IOWA CITY (AP) — An Iowa City-based group claims Iowa’s tax revenues can’t keep up with long-term spending and argues the state should consider changes to raise more money.

In a report released Monday, the Iowa Fiscal Partnership predicted Iowa’s revenue will remain stagnant as education and health care costs continue to rise. It noted the state could offset some of those increased costs by changing corporate tax rules and tax policies for seniors.

The fiscal partnership is a joint initiative of the generally liberal-leaning Child and Family Policy Center and The Iowa Policy Project.

Peter Fisher, one of the study’s authors, said that in the coming decades, the state will spend more on education and health care even as its population ages and its share of school-age children shrinks. Cutting spending could be difficult, and the state could increase taxes by a closer look at where and how it gets its money, he said.

“However bleak things look now, the long-run prognosis isn’t particularly cheery,” Fisher said. “We need to take that into account when we think about what policies we adopt in the short-run to account for the current economic downturn.”

The study pointed to a proposal backed previously by Gov. Chet Culver to close what he called a loophole that allows multi-state businesses to report profits from Iowa operations in states that have a lower — or no — corporate income tax. Lawmakers have shown little interest in Culver’s proposal.

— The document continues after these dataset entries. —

//! Wake-up signalling between the transport interrupt and the worker.
//!
//! Two pieces cooperate here:
//!
//! - [`EventFlags`], an atomic bit word recording *why* the worker should
//!   wake. The interrupt side sets bits with an atomic OR; the worker
//!   consumes them with an atomic fetch-and-clear, so a bit set
//!   concurrently with the clear is never lost.
//! - [`WaitNotify`], the host-provided suspension primitive the worker
//!   parks on. On bare metal this is typically WFE/SEV or an RTOS event
//!   flag; on a host build the [`CondvarSignal`] implementation is used.
//!
//! The flags word carries the information, the signal only carries the
//! wake-up; the worker always re-reads the flags after waking, so spurious
//! wakeups are harmless.

use core::sync::atomic::{AtomicU32, Ordering};

use bitflags::bitflags;

bitflags! {
    /// Wake reasons raised by the transport interrupt.
    #[derive(Debug, Clone, Copy, PartialEq, Eq)]
    pub struct Event: u32 {
        /// A request report arrived (or arrived and could not be queued)
        const REQUEST = 0x01;
        /// A request report was dropped because the queue was full
        const OVERFLOW = 0x80;
    }
}

/// Atomic event-flags word shared between the two contexts.
pub struct EventFlags {
    bits: AtomicU32,
}

impl EventFlags {
    /// Create a cleared flags word.
    pub const fn new() -> Self {
        Self {
            bits: AtomicU32::new(0),
        }
    }

    /// Raise events. Producer side (interrupt context).
    pub fn set(&self, events: Event) {
        self.bits.fetch_or(events.bits(), Ordering::AcqRel);
    }

    /// Consume any pending events in `mask`, clearing them atomically.
    /// Consumer side (worker context).
    ///
    /// A read-and-clear in one atomic step: an event raised concurrently
    /// is either returned here or left set for the next call, never lost.
    pub fn take(&self, mask: Event) -> Event {
        let prev = self.bits.fetch_and(!mask.bits(), Ordering::AcqRel);
        Event::from_bits_truncate(prev) & mask
    }

    /// Snapshot of the pending events without clearing them.
    pub fn peek(&self) -> Event {
        Event::from_bits_truncate(self.bits.load(Ordering::Acquire))
    }

    /// Clear everything. Exclusive access required.
    pub fn reset(&mut self) {
        self.bits.store(0, Ordering::Release);
    }
}

impl Default for EventFlags {
    fn default() -> Self {
        Self::new()
    }
}

/// Host suspension primitive the worker parks on.
///
/// `notify` is called from interrupt context and must never block. A
/// notification delivered while the worker is not waiting must make the
/// worker's *next* `wait` return promptly (park-token semantics, as with
/// SEV/WFE or `thread::park`). Spurious returns from `wait` are allowed;
/// the caller re-checks its condition in a loop.
pub trait WaitNotify {
    /// Suspend the calling context until notified.
    fn wait(&self);

    /// Wake the waiting context. Safe to call from interrupt context.
    fn notify(&self);
}

/// Condvar-backed [`WaitNotify`] for host builds and tests.
#[cfg(feature = "std")]
pub struct CondvarSignal {
    pending: std::sync::Mutex<bool>,
    cvar: std::sync::Condvar,
}

#[cfg(feature = "std")]
impl CondvarSignal {
    pub fn new() -> Self {
        Self {
            pending: std::sync::Mutex::new(false),
            cvar: std::sync::Condvar::new(),
        }
    }
}

#[cfg(feature = "std")]
impl Default for CondvarSignal {
    fn default() -> Self {
        Self::new()
    }
}

#[cfg(feature = "std")]
impl WaitNotify for CondvarSignal {
    fn wait(&self) {
        let mut pending = self.pending.lock().unwrap();
        while !*pending {
            pending = self.cvar.wait(pending).unwrap();
        }
        *pending = false;
    }

    fn notify(&self) {
        *self.pending.lock().unwrap() = true;
        self.cvar.notify_one();
    }
}
//! Free-function forms of the chain operations.
//!
//! These accept anything convertible into an optional [`Source`], so plain
//! messages and foreign errors are promoted to chains on the fly and `None`
//! flows through as "no error".

use std::error::Error;

use tracing::trace;

use crate::arg::Arg;
use crate::chain::Chain;
use crate::source::{AsMessage, Foreign, IntoSource, Source};

/// Builds a chain from `source`, recording the caller's site.
///
/// A chain is returned unchanged and `None` stays `None`.
#[track_caller]
pub fn new(source: impl IntoSource, args: Vec<Arg>) -> Option<Chain> {
    // Not `Option::map`: closures do not forward the caller location.
    match source.into_source() {
        Some(source) => Some(Chain::with_args(source, args)),
        None => None,
    }
}

/// Puts `source` in front of `existing`.
///
/// `existing` is promoted to a chain when it is a message or foreign error.
/// Without an existing error a chain `source` is forwarded and anything else
/// starts a new chain.
#[track_caller]
pub fn push(existing: impl IntoSource, source: impl IntoSource) -> Option<Chain> {
    match existing.into_source() {
        Some(existing) => Chain::new(existing).push(source),
        None => forward(source),
    }
}

/// Adds a node with the same message recording the caller's site.
///
/// Messages and foreign errors are simply wrapped.
#[track_caller]
pub fn forward(source: impl IntoSource) -> Option<Chain> {
    match source.into_source()? {
        Source::Chain(chain) => Some(chain.forward()),
        other => Some(Chain::new(other)),
    }
}

/// Concatenates two errors: `trailer`'s chain first, then `upstream`'s.
///
/// The upstream error reads as the older, deeper context. A missing side
/// yields the other one promoted to a chain; an empty trailer message counts
/// as missing.
#[track_caller]
pub fn merge(upstream: impl IntoSource, trailer: impl IntoSource) -> Option<Chain> {
    let merged = match (upstream.into_source(), trailer.into_source()) {
        (None, None) => None,
        (Some(upstream), None) => Some(Chain::new(upstream)),
        (None, Some(trailer)) => Some(Chain::new(trailer)),
        (Some(upstream), Some(trailer)) if trailer.is_empty_message() => {
            Some(Chain::new(upstream))
        }
        (Some(upstream), Some(trailer)) => {
            let trailer = Chain::new(trailer);
            Some(trailer.append(Chain::new(upstream)))
        }
    };
    if let Some(chain) = &merged {
        trace!(depth = chain.len(), "merged chains");
    }
    merged
}

/// True when both sides have a message and the messages are identical.
///
/// For chains only the head's unformatted message takes part.
pub fn equal<L, R>(left: &L, right: &R) -> bool
where
    L: AsMessage + ?Sized,
    R: AsMessage + ?Sized,
{
    match (left.message(), right.message()) {
        (Some(left), Some(right)) => left == right,
        _ => false,
    }
}

/// Depth of the first node of `chain` equal to `target`.
pub fn find<T: AsMessage + ?Sized>(chain: Option<&Chain>, target: &T) -> Option<usize> {
    chain?.find(target)
}

/// True when the rendered message of `source` contains `needle`. Absent
/// sources and empty needles never match.
pub fn contains<T: AsMessage + ?Sized>(source: &T, needle: &str) -> bool {
    !needle.is_empty()
        && source
            .rendered()
            .is_some_and(|message| message.contains(needle))
}

/// Depth of the first node of `chain` whose formatted message contains
/// `needle`.
pub fn find_str(chain: Option<&Chain>, needle: &str) -> Option<usize> {
    chain?.find_str(needle)
}

/// The trace of `chain`, or `"nil"` without one.
pub fn trace(chain: Option<&Chain>) -> String {
    match chain {
        Some(chain) => chain.trace(),
        None => "nil".to_owned(),
    }
}

/// Deep copy of `chain`.
pub fn copy(chain: Option<&Chain>) -> Option<Chain> {
    chain.map(Chain::copy)
}

/// Copies any error: chains deeply, everything else as a message-only error.
pub fn copy_error(err: &(dyn Error + 'static)) -> Source {
    match err.downcast_ref::<Chain>() {
        Some(chain) => Source::Chain(chain.copy()),
        None => Source::Foreign(Foreign::from_error(err)),
    }
}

The report also suggested considering changes to tax rules that give elderly Iowans a break by taxing pensions and Social Security at a lower level.

The aging population will account for a 2 percent to 3 percent drop in state income tax revenue, the report states. Eliminating tax breaks for seniors would boost income-tax revenue, with a peak of about $2.2 billion in 2015. If the tax breaks are left in, the report claimed, the state would lose $40 million in income-tax revenue by 2030.

“What we’re doing is we’re taxing more and more lightly the share of the population that’s growing most rapidly,” Fisher said. “That’s going to hit home in the next 10 to 20 years because of those tax preferences.”

The partnership said Iowa’s long-term state revenues need to be examined because its tax base could shrink at a time when its population is growing at one of the nation’s lowest rates.

The report claimed that Internet sales could worsen matters because taxation of such transactions is “spotty, at best.” The report estimates losses in Iowa due to Internet purchases at between $155 million and $243 million per year.